Very nice...I'd like to see those teats a bit further down, so they aren't so pointing so far foward, but over all it looks pretty good.


----------



## liz (Oct 5, 2007)

The "forward" point is because of the front attachment?? She is real tight against her belly, the rear and medial look ok? T he teats do "get bigger" the longer they are used right? I mean with each freshening she should improve.
Thanks for the input!!!


----------



## hornless (Oct 5, 2007)

I'dl ike to see better medial and teat placement, but those usually og hand in hand. She could have better attachments...and pockets in the front udder?


----------



## liz (Oct 5, 2007)

> I'dl ike to see better medial and teat placement


Isn't medial "definition for the halves?" Separated down the "middle"? I thot she was good there, the teats are you meaning because they are forward? And "pockets" in front? 
I am trying to understand what this all means :sigh: 
I've looked on different sites of those GS members that have and show Nigis and saw awesome udders and know that the teats should be pointing down but other than that I don't have a clue???


----------



## Muddy Creek Farm (Oct 5, 2007)

It takes awhile to learn all of the "udder talk" lol. I still haven't learned everything. Her teats could be better positioned, and a bit larger.


----------



## Sweet Gum Minis (Oct 6, 2007)

I would like to see a higher wider rear with area of attachment. Her medial isn't bad in my opinion. I would like to see more plumb teats, but the angle of the photo could be part of that. 

She doesn't look bad at all. I'd milk her and fill her well for more photos in a few weeks.


----------



## sparks879 (Oct 17, 2007)

I think she has a really good medial, i know thats a hard one to get in the minis. I would like to see her with teats more down, and a higher wider rear udder.
How much milk did she have in her udder at the time of this picture?
beth


----------



## liz (Oct 5, 2007)

Her twins are on her as I don't pull kids, but this was an evening pic, right now she is bigger and if any of you don't think it would hinder the kids I was going to milk her in the evenings because she has been so full, I did last nite to soften the side that they weren't nursing as often on and got a cup full.
I have read that teat size will increase with each freshening, it's orifice that does'nt and attachments seem good. She definately doesn't have the "softball in a sock" type udder.

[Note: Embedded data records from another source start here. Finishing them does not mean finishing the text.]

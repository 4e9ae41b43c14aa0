//! Durable Action Queue
//!
//! Persists user mutations locally and replays them against the remote data
//! service when the device is online.
//!
//! ## Responsibilities
//! - **Enqueue**: Fire-and-forget append to the local store. A store failure is
//!   logged and swallowed so the caller is never blocked.
//! - **Sync**: One pass over the pending actions in insertion order. Every action
//!   runs to completion before the next one starts, and a failing action never
//!   aborts the pass.
//! - **Retry bound**: A failed action has its retry count bumped; once the count
//!   reaches `max_retries` it is dropped for good (logged, no dead-letter store).
//! - **Exclusion**: Overlapping sync calls do not process the same batch twice.

use super::connectivity::Connectivity;
use super::registry::ActionHandlerRegistry;
use super::types::*;
use crate::config::QueueConfig;
use crate::storage::store::ActionStore;

use anyhow::Result;
use std::sync::Arc;
use std::sync::atomic::{AtomicBool, Ordering};

pub struct ActionQueue {
    store: Arc<dyn ActionStore>,
    handlers: Arc<ActionHandlerRegistry>,
    connectivity: Arc<dyn Connectivity>,
    config: QueueConfig,
    /// Set for the duration of a sync pass.
    syncing: AtomicBool,
}

/// Clears the in-progress flag even if the pass unwinds.
struct SyncGuard<'a>(&'a AtomicBool);

impl Drop for SyncGuard<'_> {
    fn drop(&mut self) {
        self.0.store(false, Ordering::SeqCst);
    }
}

/// Result of replaying a single action.
enum Replay {
    Succeeded,
    Retried,
    Dropped,
    Skipped,
}

impl ActionQueue {
    pub fn new(
        store: Arc<dyn ActionStore>,
        handlers: Arc<ActionHandlerRegistry>,
        connectivity: Arc<dyn Connectivity>,
        config: QueueConfig,
    ) -> Self {
        Self {
            store,
            handlers,
            connectivity,
            config,
            syncing: AtomicBool::new(false),
        }
    }

    /// Appends an action. Never fails from the caller's point of view.
    pub fn enqueue(&self, action_type: ActionType, payload: serde_json::Value) {
        if let Err(e) = self.try_enqueue(action_type.clone(), payload) {
            tracing::error!("Failed to enqueue {} action: {:#}", action_type, e);
        }
    }

    /// Appends an action and reports store failures to the caller.
    pub fn try_enqueue(
        &self,
        action_type: ActionType,
        payload: serde_json::Value,
    ) -> Result<ActionId> {
        let action = self.store.insert(action_type, payload)?;
        tracing::info!("Queued {} action {}", action.action_type, action.id);
        Ok(action.id)
    }

    /// All pending actions in insertion order. Empty if the store can't be read.
    pub fn list_pending(&self) -> Vec<QueuedAction> {
        match self.store.get_all() {
            Ok(actions) => actions,
            Err(e) => {
                tracing::error!("Failed to read pending actions: {:#}", e);
                Vec::new()
            }
        }
    }

    /// Removes an action. Removing an unknown id is a no-op.
    pub fn remove_action(&self, id: ActionId) {
        if let Err(e) = self.store.delete(id) {
            tracing::error!("Failed to remove action {}: {:#}", id, e);
        }
    }

    /// Discards every pending action.
    pub fn clear(&self) {
        match self.store.clear() {
            Ok(()) => tracing::info!("Cleared pending actions"),
            Err(e) => tracing::error!("Failed to clear pending actions: {:#}", e),
        }
    }

    pub fn is_syncing(&self) -> bool {
        self.syncing.load(Ordering::SeqCst)
    }

    /// Runs one sync pass.
    ///
    /// 1. Offline: return without touching the store.
    /// 2. Another pass running: return without touching the store.
    /// 3. Replay every pending action in insertion order, isolating failures.
    pub async fn sync_pending_actions(&self) -> SyncOutcome {
        if !self.connectivity.is_online() {
            tracing::debug!("Offline, skipping sync");
            return SyncOutcome::Offline;
        }

        if self
            .syncing
            .compare_exchange(false, true, Ordering::SeqCst, Ordering::SeqCst)
            .is_err()
        {
            tracing::debug!("Sync already in progress, skipping");
            return SyncOutcome::AlreadyRunning;
        }
        let _guard = SyncGuard(&self.syncing);

        let pending = match self.store.get_all() {
            Ok(pending) => pending,
            Err(e) => {
                tracing::error!("Failed to load pending actions for sync: {:#}", e);
                return SyncOutcome::StoreUnavailable;
            }
        };

        if pending.is_empty() {
            return SyncOutcome::Empty;
        }

        tracing::info!("Syncing {} pending actions", pending.len());

        let mut report = SyncReport::default();
        for action in pending {
            report.attempted += 1;
            match self.replay(action).await {
                Replay::Succeeded => report.succeeded += 1,
                Replay::Retried => report.retried += 1,
                Replay::Dropped => report.dropped += 1,
                Replay::Skipped => report.skipped += 1,
            }
        }

        tracing::info!(
            "Sync finished: {} succeeded, {} will retry, {} dropped, {} skipped",
            report.succeeded,
            report.retried,
            report.dropped,
            report.skipped
        );

        SyncOutcome::Completed(report)
    }

    async fn replay(&self, action: QueuedAction) -> Replay {
        let Some(handler) = self.handlers.get(&action.action_type) else {
            return self.skip_unknown(&action);
        };

        tracing::debug!(
            "Replaying {} action {} (attempt {})",
            action.action_type,
            action.id,
            action.retry_count + 1
        );

        // A separate task turns a panicking handler into an ordinary failure.
        let result = match tokio::spawn(handler(action.clone())).await {
            Ok(result) => result,
            Err(e) => Err(anyhow::anyhow!("Handler aborted: {}", e)),
        };

        match result {
            Ok(()) => {
                if let Err(e) = self.store.delete(action.id) {
                    // The action stays queued and will be delivered again next pass.
                    tracing::error!(
                        "Action {} applied but could not be removed: {:#}",
                        action.id,
                        e
                    );
                }
                tracing::debug!("Action {} applied", action.id);
                Replay::Succeeded
            }
            Err(e) => self.record_failure(action, e),
        }
    }

    fn record_failure(&self, mut action: QueuedAction, error: anyhow::Error) -> Replay {
        action.retry_count += 1;

        if action.retry_count >= self.config.max_retries {
            tracing::warn!(
                "Dropping {} action {} after {} failed attempts: {:#}",
                action.action_type,
                action.id,
                action.retry_count,
                error
            );
            if let Err(e) = self.store.delete(action.id) {
                tracing::error!("Failed to drop action {}: {:#}", action.id, e);
            }
            return Replay::Dropped;
        }

        tracing::warn!(
            "Action {} failed (attempt {}/{}): {:#}",
            action.id,
            action.retry_count,
            self.config.max_retries,
            error
        );
        if let Err(e) = self.store.update(&action) {
            tracing::error!("Failed to record retry for action {}: {:#}", action.id, e);
        }
        Replay::Retried
    }

    fn skip_unknown(&self, action: &QueuedAction) -> Replay {
        match self.config.unknown_action_policy {
            UnknownActionPolicy::Drop => {
                tracing::warn!(
                    "No handler for action type '{}', dropping action {}",
                    action.action_type,
                    action.id
                );
                if let Err(e) = self.store.delete(action.id) {
                    tracing::error!("Failed to drop action {}: {:#}", action.id, e);
                }
            }
            UnknownActionPolicy::Retain => {
                tracing::warn!(
                    "No handler for action type '{}', leaving action {} queued",
                    action.action_type,
                    action.id
                );
            }
        }
        Replay::Skipped
    }
}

Would it hurt to milk her to make it easier for the kids to latch on? I know it's supply and demand but I don't want to take from the babies and I definately Don't want a lopsided udder on her.


----------



## Muddy Creek Farm (Oct 5, 2007)

Teat sizes can increase, BUT they can only get so large (if you know what I mean). But yes they do get bigger, especially if you milk her for several months.


----------



## StaceyRosado (Oct 5, 2007)

oh yah you can milk her, there shouldn't be an issue with that at all


----------



## goathappy (Oct 5, 2007)

Her MSL looks fine to me, she does have a pretty wide and round escutcheon arch, I'd like to see it higher, I can't really see her teats, but they seem to be placed just a wee bit far apart. It may be the angle of the camera but her teats also seem to be placed farther forward than I'd like to see.

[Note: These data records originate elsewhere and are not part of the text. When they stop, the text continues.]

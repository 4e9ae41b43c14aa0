//! Connectivity signal and the auto-sync subscription.
//!
//! The host owns a `ConnectivityMonitor`, feeds it platform online/offline
//! events, and calls `spawn_auto_sync` once during startup. Nothing here runs
//! as a side effect of constructing a queue.

use super::queue::ActionQueue;
use super::types::SyncOutcome;

use std::sync::Arc;
use std::time::Duration;
use tokio::sync::watch;
use tokio::task::JoinHandle;

/// How long auto-sync waits before retrying when another pass holds the queue.
const BUSY_RETRY_INTERVAL: Duration = Duration::from_millis(50);

/// Fast local "is the device online" query. Does not touch the network.
pub trait Connectivity: Send + Sync {
    fn is_online(&self) -> bool;
}

/// Snapshot broadcast to subscribers.
///
/// `reconnects` counts offline -> online edges. A watch channel only keeps the
/// latest value, so subscribers compare counters rather than flags to notice an
/// edge that was followed by further updates before they looked.
#[derive(Debug, Clone, Copy, PartialEq, Eq)]
pub struct ConnectivityState {
    pub online: bool,
    pub reconnects: u64,
}

/// Holds the current online flag and broadcasts transitions.
pub struct ConnectivityMonitor {
    state: watch::Sender<ConnectivityState>,
}

impl ConnectivityMonitor {
    pub fn new(online: bool) -> Arc<Self> {
        let (state, _) = watch::channel(ConnectivityState {
            online,
            reconnects: 0,
        });
        Arc::new(Self { state })
    }

    /// Records the platform's current state. Returns true if it changed.
    pub fn set_online(&self, online: bool) -> bool {
        let changed = self.state.send_if_modified(|state| {
            if state.online == online {
                return false;
            }
            state.online = online;
            if online {
                state.reconnects += 1;
            }
            true
        });

        if changed {
            tracing::info!(
                "Connectivity changed: {}",
                if online { "online" } else { "offline" }
            );
        }
        changed
    }

    /// Number of offline -> online edges seen so far.
    pub fn reconnects(&self) -> u64 {
        self.state.borrow().reconnects
    }

    pub fn subscribe(&self) -> watch::Receiver<ConnectivityState> {
        self.state.subscribe()
    }
}

impl Connectivity for ConnectivityMonitor {
    fn is_online(&self) -> bool {
        self.state.borrow().online
    }
}

/// Runs a pass, waiting out any pass that someone else (e.g. a manual sync) is
/// already running so the actions behind this trigger are not skipped.
async fn sync_now(queue: &ActionQueue) -> SyncOutcome {
    loop {
        let outcome = queue.sync_pending_actions().await;
        if outcome != SyncOutcome::AlreadyRunning {
            return outcome;
        }
        tokio::time::sleep(BUSY_RETRY_INTERVAL).await;
    }
}

/// Syncs once if already online, then once for every offline -> online edge.
///
/// Edges that happen while a pass is running are not lost: the reconnect
/// counter has moved on by the time the pass returns, which triggers another.
/// The returned handle runs until the monitor is dropped or the handle is aborted.
pub fn spawn_auto_sync(queue: Arc<ActionQueue>, monitor: &ConnectivityMonitor) -> JoinHandle<()> {
    let mut changes = monitor.subscribe();

    tokio::spawn(async move {
        let initial = *changes.borrow_and_update();
        let mut synced_reconnects = initial.reconnects;

        if initial.online {
            tracing::info!("Online at startup, syncing pending actions");
            let outcome = sync_now(&queue).await;
            tracing::debug!("Startup sync finished: {:?}", outcome);
        }

        while changes.changed().await.is_ok() {
            let state = *changes.borrow_and_update();

            if state.online && state.reconnects > synced_reconnects {
                synced_reconnects = state.reconnects;
                tracing::info!("Back online, syncing pending actions");
                let outcome = sync_now(&queue).await;
                tracing::debug!("Reconnect sync finished: {:?}", outcome);
            }
        }

        tracing::debug!("Connectivity monitor dropped, auto-sync stopped");
    })
}
use super::store::ActionStore;
use crate::queue::types::{ActionId, ActionType, QueuedAction, now_ms};

use anyhow::Result;
use dashmap::DashMap;
use std::sync::atomic::{AtomicBool, AtomicU64, Ordering};

/// In-process store. Nothing survives a restart.
pub struct MemoryStore {
    actions: DashMap<ActionId, QueuedAction>,
    next_id: AtomicU64,
    closed: AtomicBool,
}

impl MemoryStore {
    pub fn new() -> Self {
        Self {
            actions: DashMap::new(),
            next_id: AtomicU64::new(1),
            closed: AtomicBool::new(false),
        }
    }

    pub fn len(&self) -> usize {
        self.actions.len()
    }

    pub fn is_empty(&self) -> bool {
        self.actions.is_empty()
    }

    fn ensure_open(&self) -> Result<()> {
        if self.closed.load(Ordering::SeqCst) {
            return Err(anyhow::anyhow!("Action store is closed"));
        }
        Ok(())
    }
}

impl Default for MemoryStore {
    fn default() -> Self {
        Self::new()
    }
}

impl ActionStore for MemoryStore {
    fn insert(&self, action_type: ActionType, payload: serde_json::Value) -> Result<QueuedAction> {
        self.ensure_open()?;

        let id = ActionId(self.next_id.fetch_add(1, Ordering::SeqCst));
        let action = QueuedAction {
            id,
            action_type,
            payload,
            enqueued_at: now_ms(),
            retry_count: 0,
        };
        self.actions.insert(id, action.clone());

        tracing::trace!("Stored action {} in memory", id);
        Ok(action)
    }

    fn get_all(&self) -> Result<Vec<QueuedAction>> {
        self.ensure_open()?;

        let mut actions: Vec<QueuedAction> = self
            .actions
            .iter()
            .map(|entry| entry.value().clone())
            .collect();
        actions.sort_by_key(|action| action.id);
        Ok(actions)
    }

    fn get(&self, id: ActionId) -> Result<Option<QueuedAction>> {
        self.ensure_open()?;
        Ok(self.actions.get(&id).map(|entry| entry.value().clone()))
    }

    fn update(&self, action: &QueuedAction) -> Result<()> {
        self.ensure_open()?;

        match self.actions.get_mut(&action.id) {
            Some(mut entry) => {
                *entry = action.clone();
                Ok(())
            }
            None => Err(anyhow::anyhow!("Action {} not found", action.id)),
        }
    }

    fn delete(&self, id: ActionId) -> Result<()> {
        self.ensure_open()?;
        self.actions.remove(&id);
        Ok(())
    }

    fn clear(&self) -> Result<()> {
        self.ensure_open()?;
        self.actions.clear();
        Ok(())
    }

    fn close(&self) -> Result<()> {
        self.closed.store(true, Ordering::SeqCst);
        Ok(())
    }
}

She has a very nice udder though


----------



## liz (Oct 5, 2007)

> Her MSL looks fine to me


???????

Thank you, what's that?? LOL....


----------



## Muddy Creek Farm (Oct 5, 2007)

It stands for Medial.


----------



## liz (Oct 5, 2007)

Thanks I feel so stoopid!


----------



## StaceyRosado (Oct 5, 2007)

not stupid - I had no idea either


----------



## liz (Oct 5, 2007)

So I'm not the only "blonde" LOL...makes me feel better! I did milk her @ 6pm tonite and took a cup and a half, seems that the kids are fine with this so far and they eagerly nursed at the same time instead of fighting over the right teat! I know that they can still have colostrum in the milk up to 2 weeks past delivery so what I am taking is going in the freezer for now to be used with rejected/orphaned kids that a friend may end up with, as she had quite a few last year and didn't have the good stuff on hand for them. Either way it's benefitting something! Thanks a bunch for all the info and help, never really put much thot into my girls udders other than the attachments!


----------